Yeah, it sounds like yet another gangster flick, doesn't it? But stick with The Aggression Scale, because under that clichéd beginning and not very impressive title was a neat little thriller which did for survivalist movies what First Blood had done for them back in the eighties, only with the twist that our resourcefully violent hero was a kid, Owen (Ryan Hartwig). He shows up soon after that introduction where we see a couple of people getting blown away for displeasing Bellavance, although Twin Peaks fans might have been equally displeased to see the erstwhile Leland Palmer and Bobby Briggs only had one scene together.
No matter, Wise was simply here for guest star status and didn't appear as though he'd spent more than one day on the film anyway.

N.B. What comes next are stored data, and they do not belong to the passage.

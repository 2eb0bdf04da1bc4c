// File: src/platforms/youtube/mod.rs

pub mod client;
pub mod search;

pub use client::YouTubeLiveClient;
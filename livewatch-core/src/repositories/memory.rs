use async_trait::async_trait;
use tokio::sync::RwLock;

use livewatch_common::models::{ManualOverride, TrackedChannel};
use livewatch_common::traits::repository_traits::ContentStore;

use crate::Error;

/// Content store held in memory. Edits through the setters are visible on the
/// next aggregator call.
#[derive(Default)]
pub struct InMemoryContentStore {
    channels: RwLock<Vec<TrackedChannel>>,
    manual_override: RwLock<Option<ManualOverride>>,
}

impl InMemoryContentStore {
    pub fn new(channels: Vec<TrackedChannel>) -> Self {
        Self {
            channels: RwLock::new(channels),
            manual_override: RwLock::new(None),
        }
    }

    pub fn with_override(self, manual: ManualOverride) -> Self {
        Self {
            channels: self.channels,
            manual_override: RwLock::new(Some(manual)),
        }
    }

    pub async fn set_channels(&self, channels: Vec<TrackedChannel>) {
        *self.channels.write().await = channels;
    }

    pub async fn set_override(&self, manual: Option<ManualOverride>) {
        *self.manual_override.write().await = manual;
    }
}

#[async_trait]
impl ContentStore for InMemoryContentStore {
    async fn list_enabled_tracked_channels(&self) -> Result<Vec<TrackedChannel>, Error> {
        Ok(self
            .channels
            .read()
            .await
            .iter()
            .filter(|c| c.enabled)
            .cloned()
            .collect())
    }

    async fn get_manual_override(&self) -> Result<Option<ManualOverride>, Error> {
        Ok(self.manual_override.read().await.clone())
    }
}
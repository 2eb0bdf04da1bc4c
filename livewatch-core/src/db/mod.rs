// livewatch-core/src/db/mod.rs

use sqlx::postgres::PgPoolOptions;
use sqlx::{Pool, Postgres};
use tracing::info;
use crate::Error;

#[derive(Clone)]
pub struct Database {
    pool: Pool<Postgres>,
}

impl Database {
    /// Create a new Database connection.
    pub async fn new(database_url: &str) -> Result<Self, Error> {
        let pool = PgPoolOptions::new()
            .max_connections(5)
            .connect(database_url)
            .await?;

        info!("Connected to Postgres");
        Ok(Self { pool })
    }

    /// Run migrations in the `migrations/` folder.
    pub async fn migrate(&self) -> Result<(), Error> {
        info!("Applying migrations...");
        sqlx::migrate!("../migrations").run(&self.pool).await?;
        info!("Migrations applied successfully.");
        Ok(())
    }

    pub fn pool(&self) -> &Pool<Postgres> {
        &self.pool
    }
}
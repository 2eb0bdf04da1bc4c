// File: livewatch-client/src/alert_store.rs
//
// Client-side alert state. One `AlertStore` per display surface; tests build
// their own instead of sharing a global.

use std::collections::HashSet;
use std::sync::Arc;
use chrono::{DateTime, Utc};
use tokio::sync::watch;
use tracing::debug;

use livewatch_common::models::{LiveStream, StatusSnapshot};

use crate::primary::select_primary;

#[derive(Debug, Clone, Default, PartialEq)]
pub struct AlertState {
    /// Streams from the last successful poll, in server order.
    pub streams: Vec<LiveStream>,
    /// Dismissed channel ids. Kept across refreshes until cleared.
    pub dismissed_channel_ids: HashSet<String>,
    pub show_alert: bool,
    pub last_checked: Option<DateTime<Utc>>,
}

impl AlertState {
    fn recompute_show_alert(&mut self) {
        self.show_alert = self
            .streams
            .iter()
            .any(|s| !self.dismissed_channel_ids.contains(&s.channel_id));
    }

    /// Streams that are not dismissed.
    pub fn visible_streams(&self) -> Vec<LiveStream> {
        self.streams
            .iter()
            .filter(|s| !self.dismissed_channel_ids.contains(&s.channel_id))
            .cloned()
            .collect()
    }

    /// The stream to feature, chosen among the visible ones.
    pub fn primary(&self) -> Option<LiveStream> {
        select_primary(&self.visible_streams()).cloned()
    }
}

/// Shared handle to the alert state.
///
/// Every mutation replaces its fields and `show_alert` inside one
/// `send_modify`, so subscribers never see the two out of sync.
#[derive(Clone)]
pub struct AlertStore {
    state: Arc<watch::Sender<AlertState>>,
}

impl Default for AlertStore {
    fn default() -> Self {
        Self::new()
    }
}

impl AlertStore {
    pub fn new() -> Self {
        let (tx, _rx) = watch::channel(AlertState::default());
        Self { state: Arc::new(tx) }
    }

    /// Receiver that is notified after every mutation.
    pub fn subscribe(&self) -> watch::Receiver<AlertState> {
        self.state.subscribe()
    }

    pub fn snapshot(&self) -> AlertState {
        self.state.borrow().clone()
    }

    pub fn streams(&self) -> Vec<LiveStream> {
        self.state.borrow().streams.clone()
    }

    pub fn show_alert(&self) -> bool {
        self.state.borrow().show_alert
    }

    pub fn last_checked(&self) -> Option<DateTime<Utc>> {
        self.state.borrow().last_checked
    }

    pub fn primary(&self) -> Option<LiveStream> {
        self.state.borrow().primary()
    }

    /// Replaces the streams with a freshly polled snapshot.
    pub fn apply_snapshot(&self, snapshot: StatusSnapshot) {
        let checked_at = snapshot.checked_at.unwrap_or_else(Utc::now);
        self.state.send_modify(|state| {
            state.streams = snapshot.streams;
            state.last_checked = Some(checked_at);
            state.recompute_show_alert();
        });
    }

    /// Hides `channel_id` until [`clear_dismissed`](Self::clear_dismissed),
    /// including in later snapshots that contain it again.
    pub fn dismiss(&self, channel_id: &str) {
        debug!("Dismissing live alert for '{}'", channel_id);
        self.state.send_modify(|state| {
            state.dismissed_channel_ids.insert(channel_id.to_string());
            state.recompute_show_alert();
        });
    }

    pub fn clear_dismissed(&self) {
        self.state.send_modify(|state| {
            state.dismissed_channel_ids.clear();
            state.recompute_show_alert();
        });
    }
}

#[cfg(test)]
mod tests {
    use super::*;
    use livewatch_common::models::Platform;

    fn stream(id: &str, is_owner: bool, priority: i32) -> LiveStream {
        LiveStream {
            channel_id: id.into(),
            channel_name: id.into(),
            platform: Platform::YouTube,
            stream_url: format!("https://www.youtube.com/watch?v={}", id),
            title: "live".into(),
            thumbnail: None,
            viewer_count: None,
            is_owner,
            priority,
        }
    }

    fn snapshot(streams: Vec<LiveStream>) -> StatusSnapshot {
        StatusSnapshot::new(streams, Utc::now())
    }

    #[test]
    fn test_snapshot_sets_show_alert_and_last_checked() {
        let store = AlertStore::new();
        assert!(!store.show_alert());
        assert!(store.last_checked().is_none());

        store.apply_snapshot(snapshot(vec![stream("alice", true, 5)]));
        assert!(store.show_alert());
        assert!(store.last_checked().is_some());

        store.apply_snapshot(snapshot(vec![]));
        assert!(!store.show_alert());
    }

    #[test]
    fn test_dismissal_survives_refresh_until_cleared() {
        let store = AlertStore::new();
        store.apply_snapshot(snapshot(vec![stream("bob", false, 1)]));
        store.dismiss("bob");
        assert!(!store.show_alert());

        // bob went offline and came back
        store.apply_snapshot(snapshot(vec![]));
        store.apply_snapshot(snapshot(vec![stream("bob", false, 1)]));
        assert!(!store.show_alert());
        assert!(store.primary().is_none());

        store.clear_dismissed();
        assert!(store.show_alert());
        assert_eq!(store.primary().map(|s| s.channel_id), Some("bob".to_string()));
    }

    #[test]
    fn test_dismiss_one_of_two_keeps_alert() {
        let store = AlertStore::new();
        store.apply_snapshot(snapshot(vec![stream("owner", true, 1), stream("friend", false, 9)]));
        store.dismiss("owner");

        let state = store.snapshot();
        assert!(state.show_alert);
        assert_eq!(state.visible_streams().len(), 1);
        assert_eq!(state.primary().map(|s| s.channel_id), Some("friend".to_string()));
        // The stream list itself is untouched by dismissal.
        assert_eq!(state.streams.len(), 2);
    }

    #[tokio::test]
    async fn test_subscribers_see_consistent_state() {
        let store = AlertStore::new();
        let mut rx = store.subscribe();

        store.apply_snapshot(snapshot(vec![stream("alice", true, 5)]));
        rx.changed().await.expect("store alive");
        {
            let seen = rx.borrow_and_update();
            assert_eq!(seen.streams.len(), 1);
            assert!(seen.show_alert);
        }

        store.dismiss("alice");
        rx.changed().await.expect("store alive");
        let seen = rx.borrow_and_update();
        assert!(seen.dismissed_channel_ids.contains("alice"));
        assert!(!seen.show_alert);
    }

    #[test]
    fn test_stores_are_isolated() {
        let a = AlertStore::new();
        let b = AlertStore::new();
        a.apply_snapshot(snapshot(vec![stream("alice", true, 5)]));
        assert!(a.show_alert());
        assert!(!b.show_alert());
    }
}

Owen, it turns out, is living with his dad Bill (Boyd Kestner) who has just got married to Maggie (Lisa Rotondi), a single mother with a teenage daughter Lauren (Fabianne Therese) who really doesn't want this situation, new home in the country and all. Director Steven C. Miller spent quite a bit of time setting up this dysfunctional but trying their best family, with Lauren revealed to have attempted suicide, and Owen the never-speaking recipient of child psychology thanks to his brutal revenge on the bullies at school (this is what the title alludes to).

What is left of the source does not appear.